▶ **GIVEN DATA**
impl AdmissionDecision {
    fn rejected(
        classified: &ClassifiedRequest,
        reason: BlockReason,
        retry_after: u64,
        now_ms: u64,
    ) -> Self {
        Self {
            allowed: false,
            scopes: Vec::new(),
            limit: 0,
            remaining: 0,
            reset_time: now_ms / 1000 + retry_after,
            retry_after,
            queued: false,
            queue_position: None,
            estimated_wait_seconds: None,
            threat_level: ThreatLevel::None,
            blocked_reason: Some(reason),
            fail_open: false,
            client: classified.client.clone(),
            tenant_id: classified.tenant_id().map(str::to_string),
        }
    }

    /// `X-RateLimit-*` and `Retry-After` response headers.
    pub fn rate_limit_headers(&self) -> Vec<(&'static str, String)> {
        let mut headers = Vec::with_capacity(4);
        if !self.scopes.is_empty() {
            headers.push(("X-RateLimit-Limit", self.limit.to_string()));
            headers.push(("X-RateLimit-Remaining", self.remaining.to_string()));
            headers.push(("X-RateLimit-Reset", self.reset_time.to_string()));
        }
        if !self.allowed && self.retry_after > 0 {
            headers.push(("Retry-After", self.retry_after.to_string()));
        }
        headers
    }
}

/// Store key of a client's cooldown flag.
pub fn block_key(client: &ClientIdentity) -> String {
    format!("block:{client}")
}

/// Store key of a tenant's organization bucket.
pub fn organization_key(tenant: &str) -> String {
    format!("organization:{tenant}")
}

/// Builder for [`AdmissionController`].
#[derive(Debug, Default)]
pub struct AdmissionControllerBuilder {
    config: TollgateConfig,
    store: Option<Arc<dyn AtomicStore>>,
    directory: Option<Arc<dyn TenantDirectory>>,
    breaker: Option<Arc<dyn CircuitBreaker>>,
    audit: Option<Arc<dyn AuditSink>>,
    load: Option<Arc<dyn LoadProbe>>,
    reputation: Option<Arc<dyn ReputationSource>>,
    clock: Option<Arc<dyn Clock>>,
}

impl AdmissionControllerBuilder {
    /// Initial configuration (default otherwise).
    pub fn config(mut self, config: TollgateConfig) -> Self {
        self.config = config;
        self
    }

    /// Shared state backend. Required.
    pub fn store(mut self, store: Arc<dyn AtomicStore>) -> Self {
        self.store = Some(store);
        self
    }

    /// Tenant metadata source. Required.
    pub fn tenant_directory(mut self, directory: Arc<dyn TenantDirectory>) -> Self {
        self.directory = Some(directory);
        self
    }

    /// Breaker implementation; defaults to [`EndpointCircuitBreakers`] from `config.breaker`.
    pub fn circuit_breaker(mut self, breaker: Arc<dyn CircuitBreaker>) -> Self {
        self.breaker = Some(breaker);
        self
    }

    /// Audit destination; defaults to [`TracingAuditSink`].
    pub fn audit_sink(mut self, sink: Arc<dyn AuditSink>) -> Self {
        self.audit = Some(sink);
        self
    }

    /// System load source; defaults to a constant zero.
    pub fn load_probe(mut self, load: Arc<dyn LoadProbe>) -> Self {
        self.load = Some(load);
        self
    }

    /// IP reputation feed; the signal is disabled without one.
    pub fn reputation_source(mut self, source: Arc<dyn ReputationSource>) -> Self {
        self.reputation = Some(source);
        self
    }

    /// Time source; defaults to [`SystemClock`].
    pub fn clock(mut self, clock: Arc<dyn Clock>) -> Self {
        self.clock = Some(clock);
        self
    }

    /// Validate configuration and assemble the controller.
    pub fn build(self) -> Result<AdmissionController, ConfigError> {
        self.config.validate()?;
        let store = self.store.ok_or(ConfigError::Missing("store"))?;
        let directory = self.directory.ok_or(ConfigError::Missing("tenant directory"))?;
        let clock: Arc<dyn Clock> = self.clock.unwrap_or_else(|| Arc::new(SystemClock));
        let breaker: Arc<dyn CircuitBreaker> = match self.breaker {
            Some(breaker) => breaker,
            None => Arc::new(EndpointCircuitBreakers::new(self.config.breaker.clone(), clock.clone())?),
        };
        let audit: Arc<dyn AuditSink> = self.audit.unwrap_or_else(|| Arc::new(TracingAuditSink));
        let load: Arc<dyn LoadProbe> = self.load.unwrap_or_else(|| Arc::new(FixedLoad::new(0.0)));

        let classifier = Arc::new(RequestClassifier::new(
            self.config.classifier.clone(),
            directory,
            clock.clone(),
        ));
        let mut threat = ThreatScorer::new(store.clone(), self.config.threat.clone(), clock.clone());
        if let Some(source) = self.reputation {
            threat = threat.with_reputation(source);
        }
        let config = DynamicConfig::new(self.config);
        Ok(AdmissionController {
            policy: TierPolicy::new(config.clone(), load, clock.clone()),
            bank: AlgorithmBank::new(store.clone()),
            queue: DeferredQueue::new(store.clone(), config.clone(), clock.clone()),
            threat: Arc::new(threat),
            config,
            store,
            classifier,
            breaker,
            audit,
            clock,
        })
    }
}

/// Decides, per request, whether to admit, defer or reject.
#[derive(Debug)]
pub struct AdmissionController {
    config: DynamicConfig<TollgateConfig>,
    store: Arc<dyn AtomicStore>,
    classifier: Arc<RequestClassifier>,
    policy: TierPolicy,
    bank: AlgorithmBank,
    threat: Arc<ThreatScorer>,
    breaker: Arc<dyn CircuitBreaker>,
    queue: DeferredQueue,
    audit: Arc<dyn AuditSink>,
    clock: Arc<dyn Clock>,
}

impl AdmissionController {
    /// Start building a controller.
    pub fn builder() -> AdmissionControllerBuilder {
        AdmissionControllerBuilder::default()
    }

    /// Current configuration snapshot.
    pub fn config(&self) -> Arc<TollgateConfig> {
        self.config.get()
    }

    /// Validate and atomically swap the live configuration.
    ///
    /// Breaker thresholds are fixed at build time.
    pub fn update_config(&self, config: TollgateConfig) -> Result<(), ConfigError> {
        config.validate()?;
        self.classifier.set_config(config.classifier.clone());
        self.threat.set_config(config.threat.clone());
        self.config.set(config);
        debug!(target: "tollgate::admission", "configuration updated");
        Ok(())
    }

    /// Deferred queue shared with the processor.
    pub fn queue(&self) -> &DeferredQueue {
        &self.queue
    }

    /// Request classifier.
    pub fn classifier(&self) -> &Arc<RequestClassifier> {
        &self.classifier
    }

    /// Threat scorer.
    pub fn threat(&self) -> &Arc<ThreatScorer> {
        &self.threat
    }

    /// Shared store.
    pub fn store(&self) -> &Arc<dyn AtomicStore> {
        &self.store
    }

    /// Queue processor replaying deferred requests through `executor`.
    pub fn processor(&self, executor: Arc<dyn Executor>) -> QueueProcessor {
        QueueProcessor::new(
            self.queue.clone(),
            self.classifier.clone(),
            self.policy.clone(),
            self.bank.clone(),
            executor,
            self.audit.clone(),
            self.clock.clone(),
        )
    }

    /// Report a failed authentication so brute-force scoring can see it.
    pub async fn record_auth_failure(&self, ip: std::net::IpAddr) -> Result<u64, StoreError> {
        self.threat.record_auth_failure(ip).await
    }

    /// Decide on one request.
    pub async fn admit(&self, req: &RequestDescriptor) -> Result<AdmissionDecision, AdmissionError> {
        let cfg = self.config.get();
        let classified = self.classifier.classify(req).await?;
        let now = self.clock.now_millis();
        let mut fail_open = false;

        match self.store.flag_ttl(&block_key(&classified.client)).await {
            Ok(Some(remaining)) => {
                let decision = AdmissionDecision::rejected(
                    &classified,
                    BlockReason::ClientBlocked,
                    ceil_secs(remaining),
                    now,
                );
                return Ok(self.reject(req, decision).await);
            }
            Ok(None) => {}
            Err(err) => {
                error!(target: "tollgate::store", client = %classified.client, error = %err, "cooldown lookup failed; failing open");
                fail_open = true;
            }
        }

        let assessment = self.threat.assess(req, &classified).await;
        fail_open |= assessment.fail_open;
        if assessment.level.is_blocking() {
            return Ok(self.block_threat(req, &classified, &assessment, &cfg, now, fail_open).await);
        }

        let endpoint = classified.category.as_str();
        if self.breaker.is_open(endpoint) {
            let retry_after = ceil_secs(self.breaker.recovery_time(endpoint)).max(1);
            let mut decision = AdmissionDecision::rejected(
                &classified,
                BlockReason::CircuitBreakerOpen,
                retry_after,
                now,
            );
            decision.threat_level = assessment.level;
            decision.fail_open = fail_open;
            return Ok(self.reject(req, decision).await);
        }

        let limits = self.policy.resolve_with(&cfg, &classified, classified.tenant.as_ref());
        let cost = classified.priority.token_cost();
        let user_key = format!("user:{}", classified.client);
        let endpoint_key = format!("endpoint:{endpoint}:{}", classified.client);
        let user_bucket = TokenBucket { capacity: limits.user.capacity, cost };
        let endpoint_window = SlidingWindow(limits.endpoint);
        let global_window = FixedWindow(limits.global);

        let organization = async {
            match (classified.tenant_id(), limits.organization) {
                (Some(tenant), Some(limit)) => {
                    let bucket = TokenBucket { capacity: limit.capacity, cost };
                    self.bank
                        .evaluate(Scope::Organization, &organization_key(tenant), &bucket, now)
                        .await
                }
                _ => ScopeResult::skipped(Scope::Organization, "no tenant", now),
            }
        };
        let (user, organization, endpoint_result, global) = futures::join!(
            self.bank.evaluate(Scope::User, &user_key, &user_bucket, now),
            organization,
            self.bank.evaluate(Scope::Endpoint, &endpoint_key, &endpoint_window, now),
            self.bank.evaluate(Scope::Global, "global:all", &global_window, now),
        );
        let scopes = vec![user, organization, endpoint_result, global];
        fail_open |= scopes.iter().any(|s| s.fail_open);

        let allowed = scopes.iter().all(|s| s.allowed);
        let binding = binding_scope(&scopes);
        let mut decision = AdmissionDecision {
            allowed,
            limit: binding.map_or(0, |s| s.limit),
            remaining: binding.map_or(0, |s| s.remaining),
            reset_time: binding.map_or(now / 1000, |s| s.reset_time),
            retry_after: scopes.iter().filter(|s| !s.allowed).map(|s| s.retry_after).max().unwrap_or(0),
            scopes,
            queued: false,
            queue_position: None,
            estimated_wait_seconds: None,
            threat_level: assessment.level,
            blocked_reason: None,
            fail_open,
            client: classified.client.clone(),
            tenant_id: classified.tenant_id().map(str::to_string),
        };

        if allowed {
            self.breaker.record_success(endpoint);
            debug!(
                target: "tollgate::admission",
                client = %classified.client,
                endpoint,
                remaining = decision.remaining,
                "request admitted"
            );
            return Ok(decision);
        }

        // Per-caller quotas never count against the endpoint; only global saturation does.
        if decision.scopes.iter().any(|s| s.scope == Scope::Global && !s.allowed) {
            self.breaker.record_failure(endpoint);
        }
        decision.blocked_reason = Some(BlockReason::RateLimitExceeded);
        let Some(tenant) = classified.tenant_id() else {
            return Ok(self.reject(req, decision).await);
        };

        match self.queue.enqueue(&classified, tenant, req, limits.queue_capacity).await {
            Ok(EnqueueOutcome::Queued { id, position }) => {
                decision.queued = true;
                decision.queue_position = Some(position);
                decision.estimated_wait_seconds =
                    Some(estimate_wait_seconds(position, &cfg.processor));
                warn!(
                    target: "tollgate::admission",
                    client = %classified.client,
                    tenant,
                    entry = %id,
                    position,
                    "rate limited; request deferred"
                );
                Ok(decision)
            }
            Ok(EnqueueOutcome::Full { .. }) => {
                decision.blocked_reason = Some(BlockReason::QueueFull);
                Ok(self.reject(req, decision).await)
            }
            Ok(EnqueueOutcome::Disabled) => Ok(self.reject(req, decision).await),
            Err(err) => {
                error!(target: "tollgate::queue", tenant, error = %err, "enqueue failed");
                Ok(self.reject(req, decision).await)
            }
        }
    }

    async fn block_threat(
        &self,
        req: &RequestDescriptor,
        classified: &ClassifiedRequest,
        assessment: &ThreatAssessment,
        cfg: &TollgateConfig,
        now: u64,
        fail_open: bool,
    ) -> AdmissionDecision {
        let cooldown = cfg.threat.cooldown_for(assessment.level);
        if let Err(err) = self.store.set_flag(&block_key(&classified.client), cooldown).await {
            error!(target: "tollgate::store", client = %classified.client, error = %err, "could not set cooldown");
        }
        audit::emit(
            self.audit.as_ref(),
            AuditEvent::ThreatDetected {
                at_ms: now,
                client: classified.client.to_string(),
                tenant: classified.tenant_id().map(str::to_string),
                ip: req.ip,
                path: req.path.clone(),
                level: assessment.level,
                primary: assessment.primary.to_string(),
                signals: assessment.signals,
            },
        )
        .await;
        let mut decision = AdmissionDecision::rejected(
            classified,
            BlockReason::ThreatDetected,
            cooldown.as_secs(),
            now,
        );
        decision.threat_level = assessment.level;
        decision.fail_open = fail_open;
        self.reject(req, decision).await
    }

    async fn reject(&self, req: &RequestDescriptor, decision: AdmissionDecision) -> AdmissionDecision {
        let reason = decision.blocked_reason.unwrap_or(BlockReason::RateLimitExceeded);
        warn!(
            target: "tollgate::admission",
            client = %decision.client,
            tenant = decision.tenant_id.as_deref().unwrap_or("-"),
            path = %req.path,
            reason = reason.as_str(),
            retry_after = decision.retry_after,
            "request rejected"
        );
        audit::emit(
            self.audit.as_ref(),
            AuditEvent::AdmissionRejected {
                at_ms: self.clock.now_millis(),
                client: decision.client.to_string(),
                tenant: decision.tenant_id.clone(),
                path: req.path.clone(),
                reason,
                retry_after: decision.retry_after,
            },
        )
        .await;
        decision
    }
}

▶ **PROBLEM STATEMENT**
Work through the records line by line, and once you reach the final line, report only how many held "load".

▶ **ANSWER SPACE**
6